You might want to check out MLIR: its pass manager is already automatically and implicitly multithreaded.

-Chris

Chris,

I was aware that LLVM was moving to MLIR at some point due to this. I've curious as
to how MLIR deals with IPO as that's the problem I was running into. Even if you have
pipelines what guarantees do we have about IPO or are there any. For example if an
analysis pass runs after a loop pass for heuristics to get good data, does MLIR ensure
that? The problem isn't getting a pipeline as much as IPO issues in terms of rescheduling
in a pipeline or incorrectly splitting up into pipelines. I yet to find a good solution on the
GCC side as well and it seems that there will be issues with this no matter what, not
sure of what trade offs the LLVM side is willing to make.

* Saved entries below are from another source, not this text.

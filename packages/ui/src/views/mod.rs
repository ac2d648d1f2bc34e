mod users;
pub use users::UsersView;
//! Wire models for the remote users collection.

mod user;

pub use user::{UserPayload, UserRecord};
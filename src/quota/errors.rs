// 3rd party crates
use thiserror::Error;

/// Errors produced while parsing a rate-limit spec string.
///
/// These are fatal for the task class that carries the malformed spec:
/// the wrapper surfaces them on first invocation, before any store access,
/// and never retries them.
#[derive(Debug, Error, PartialEq, Eq)]
pub enum ConfigError {
    #[error("Rate limit string is empty or missing")]
    MissingSpec,

    #[error("Invalid rate limit format '{0}'. Use 'calls/period' (e.g. '10/s')")]
    InvalidFormat(String),

    #[error("Invalid call limit '{0}'. Must be a positive integer")]
    InvalidCalls(String),

    #[error("Invalid period '{0}'. Use 's', 'm', or 'h'")]
    InvalidPeriod(String),
}
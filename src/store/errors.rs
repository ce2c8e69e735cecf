// 3rd party crates
use thiserror::Error;

/// Errors raised by a counter store backend.
///
/// Store failures are infrastructure failures. They propagate to the caller
/// unmodified and are never converted into a quota decision: an unreachable
/// store must never look like "quota exceeded".
#[derive(Debug, Error)]
pub enum StoreError {
    #[error("Counter store unreachable: {0}")]
    Connectivity(#[from] ::redis::RedisError),

    #[error("Counter store unavailable: {0}")]
    Unavailable(String),
}
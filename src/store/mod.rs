pub mod errors;
pub mod memory;
pub mod redis;
pub mod traits;

pub use errors::StoreError;
pub use memory::MemoryCounterStore;
pub use self::redis::RedisCounterStore;
pub use traits::CounterStore;
pub mod errors;
pub mod impls;
pub mod types;

pub use errors::ConfigError;
pub use types::RateLimitSpec;
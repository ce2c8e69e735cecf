// Standard library
use std::path::{Path, PathBuf};
use std::sync::Arc;
use std::{env, fs};

// 3rd party crates
use config::{Config, ConfigError as FileError, File};
use tokio::sync::RwLock;
use tracing::{error, info};

// Project imports
use crate::quota::RateLimitSpec;

// Current module imports
use super::constants::DEFAULT_CONFIG;
use super::errors::ValidationError;
use super::types::{ConfigManager, Settings, ValidatedSettings};

impl Settings {
    pub fn get_log_level(&self) -> String {
        self.log.level.to_lowercase()
    }

    pub fn store_url(&self) -> &str {
        &self.store.url
    }

    /// Resolves the rate-limit string for `namespace`, falling back to the
    /// configured default. `None` means the namespace has no quota
    /// configured at all; tasks registered under it fail at first
    /// invocation.
    pub fn limit_for(&self, namespace: &str) -> Option<String> {
        self.limits
            .namespaces
            .get(namespace)
            .cloned()
            .or_else(|| self.limits.default.clone())
    }

    pub fn validate(&self) -> Result<(), ValidationError> {
        // Validate log level
        match self.log.level.to_lowercase().as_str() {
            "error" | "warn" | "info" | "debug" | "trace" => {}
            _ => return Err(ValidationError::InvalidLogLevel(self.log.level.clone())),
        }

        // Validate store URL
        if self.store.url.is_empty() {
            return Err(ValidationError::MissingStoreUrl);
        }

        // Every configured rate-limit string must parse
        if let Some(default) = &self.limits.default {
            default
                .parse::<RateLimitSpec>()
                .map_err(|source| ValidationError::InvalidRateLimit {
                    scope: "default".to_string(),
                    source,
                })?;
        }
        for (namespace, limit) in &self.limits.namespaces {
            limit
                .parse::<RateLimitSpec>()
                .map_err(|source| ValidationError::InvalidRateLimit {
                    scope: namespace.clone(),
                    source,
                })?;
        }

        Ok(())
    }
}

impl ConfigManager {
    /// Creates a new `ConfigManager` instance by loading and validating the
    /// configuration from the default location.
    pub async fn new() -> Result<Self, Box<dyn std::error::Error>> {
        let config_path: PathBuf = Self::get_config_path()?;
        Self::from_path(&config_path).await
    }

    /// Loads and validates the configuration at `config_path`, creating a
    /// default config file there when none exists.
    pub async fn from_path(config_path: &Path) -> Result<Self, Box<dyn std::error::Error>> {
        Self::ensure_config_file_exists(config_path)?;

        let settings: Settings = Self::load_settings(config_path)?;

        // Validate settings before proceeding
        let validated_settings = ValidatedSettings::new(settings).map_err(|e| {
            error!("Configuration validation failed: {}", e);
            e
        })?;

        Ok(ConfigManager {
            settings: Arc::new(RwLock::new(validated_settings.into_inner())),
            config_path: config_path.to_path_buf(),
        })
    }

    /// Determines the configuration file path.
    fn get_config_path() -> Result<PathBuf, FileError> {
        if let Ok(path) = env::var("TASKGATE_CONFIG_PATH") {
            Ok(PathBuf::from(path))
        } else if let Some(config_dir) = dirs::config_dir() {
            Ok(config_dir.join("taskgate").join("config.toml"))
        } else {
            let msg: &str = "Could not determine the configuration directory";
            error!("{}", msg);
            Err(FileError::Message(msg.into()))
        }
    }

    /// Ensures that the configuration file exists, creating it if necessary.
    fn ensure_config_file_exists(config_path: &Path) -> Result<(), FileError> {
        if !config_path.exists() {
            if let Some(parent_dir) = config_path.parent() {
                fs::create_dir_all(parent_dir).map_err(|e| {
                    let msg: String = format!("Failed to create configuration directory: {}", e);
                    error!("{}", msg);
                    FileError::Message(msg)
                })?;
            }
            fs::write(config_path, DEFAULT_CONFIG).map_err(|e| {
                let msg: String = format!("Failed to create default configuration file: {}", e);
                error!("{}", msg);
                FileError::Message(msg)
            })?;
            info!("Default configuration file created at: {:?}", config_path);
        }
        Ok(())
    }

    /// Loads the settings from the configuration file.
    fn load_settings(config_path: &Path) -> Result<Settings, FileError> {
        let config_file: &str = config_path.to_str().ok_or_else(|| {
            let msg: &str = "Configuration file path contains invalid UTF-8 characters";
            error!("{}", msg);
            FileError::Message(msg.into())
        })?;

        let settings: Config = Config::builder()
            .add_source(File::with_name(config_file))
            .build()?;

        settings.try_deserialize()
    }

    /// Reloads the configuration from the file.
    pub async fn reload(&self) -> Result<(), Box<dyn std::error::Error>> {
        let new_settings: Settings = Self::load_settings(&self.config_path)?;

        // Validate settings before updating
        let validated_settings = ValidatedSettings::new(new_settings).map_err(|e| {
            error!("Configuration validation failed during reload: {}", e);
            e
        })?;

        *self.settings.write().await = validated_settings.into_inner();
        info!("Configuration reloaded from {:?}", self.config_path);
        Ok(())
    }

    /// Provides a read-locked reference to the current settings.
    pub async fn get_settings(&self) -> tokio::sync::RwLockReadGuard<'_, Settings> {
        self.settings.read().await
    }

    pub async fn get_log_level(&self) -> String {
        self.settings.read().await.get_log_level()
    }
}

impl ValidatedSettings {
    pub fn new(settings: Settings) -> Result<Self, ValidationError> {
        settings.validate()?;
        Ok(ValidatedSettings(settings))
    }

    pub fn into_inner(self) -> Settings {
        self.0
    }
}

// Implement Deref to allow transparent access to Settings fields
impl std::ops::Deref for ValidatedSettings {
    type Target = Settings;

    fn deref(&self) -> &Self::Target {
        &self.0
    }
}
// Standard library
use std::future::Future;

// 3rd party crates
use async_trait::async_trait;
use serde_json::Value;

/// Error type task bodies may fail with. Whatever the body returns passes
/// through the wrapper unchanged.
pub type BodyError = Box<dyn std::error::Error + Send + Sync>;

/// The unit of work wrapped by a rate-limited task.
///
/// The body receives the invocation's full positional argument list,
/// client id included, exactly as the caller supplied it.
#[async_trait]
pub trait TaskBody: Send + Sync {
    async fn run(&self, args: Vec<Value>) -> Result<Value, BodyError>;
}

/// Any `Fn(Vec<Value>) -> Future<Result<Value, BodyError>>` closure is a
/// task body, so call sites can register plain async functions.
#[async_trait]
impl<F, Fut> TaskBody for F
where
    F: Fn(Vec<Value>) -> Fut + Send + Sync,
    Fut: Future<Output = Result<Value, BodyError>> + Send + 'static,
{
    async fn run(&self, args: Vec<Value>) -> Result<Value, BodyError> {
        (self)(args).await
    }
}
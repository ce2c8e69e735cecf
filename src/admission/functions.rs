// 3rd party crates
use tracing::debug;

// Project imports
use crate::store::{CounterStore, StoreError};

// Current module imports
use super::types::{Admission, BucketKey};

/// Token-bucket admission check against the shared counter store.
///
/// Issues GET and DECR on the bucket key as one batched round trip, then:
///
/// - key absent before the decrement: the window is fresh, so the key is
///   initialized to `limit - 1` with a TTL of `period_seconds` and the call
///   is admitted;
/// - decremented value >= 0: admitted (exactly 0 still admits, it consumed
///   the last token);
/// - decremented value < 0: the over-decrement is compensated with an
///   increment and the call is denied with
///   `retry_after_seconds = period_seconds`.
///
/// Known race, kept on purpose: the "absent, initialize" branch is not
/// atomic against other callers. Two callers that both observe an absent
/// key will both initialize the window, transiently admitting more than
/// `limit` calls. Bounding that window tighter (SET NX plus an atomic
/// decrement-and-read) would change observable behavior under contention,
/// so it is not done here.
///
/// Store failures propagate unmodified; they are never mapped to a denial.
pub async fn admit(
    store: &dyn CounterStore,
    key: &BucketKey,
    limit: u32,
    period_seconds: u64,
) -> Result<Admission, StoreError> {
    let (before, after) = store.get_and_decrement(key.as_str()).await?;

    if before.is_none() {
        // Fresh window: this call consumes the first token.
        let tokens_left: i64 = i64::from(limit) - 1;
        store
            .set_with_expiry(key.as_str(), tokens_left, period_seconds)
            .await?;
        debug!(
            "Opened window for '{}': {} tokens left, ttl {}s",
            key, tokens_left, period_seconds
        );
        return Ok(Admission::Admitted);
    }

    if after >= 0 {
        debug!("Admitted '{}': {} tokens left", key, after);
        return Ok(Admission::Admitted);
    }

    // Undo the over-decrement before reporting exhaustion.
    store.increment(key.as_str()).await?;
    debug!("Denied '{}': retry in {}s", key, period_seconds);
    Ok(Admission::Denied {
        retry_after_seconds: period_seconds,
    })
}
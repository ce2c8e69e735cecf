pub mod errors;
pub mod traits;
pub mod types;

pub use errors::{RegistryError, SchedulerError};
pub use traits::RetryScheduler;
pub use types::TaskRegistry;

The other issues is that graph data structures to my knowledge do not allow insertion
of multiple nodes at the same time or how to scale the graphs for callers or SSA. Not
sure if you guys have encapsulated the operators and data structures in a series of
classes as that would be the first part. The other part is figuring out how to link and
interact with build systems to launch threads from make -j or other similar things.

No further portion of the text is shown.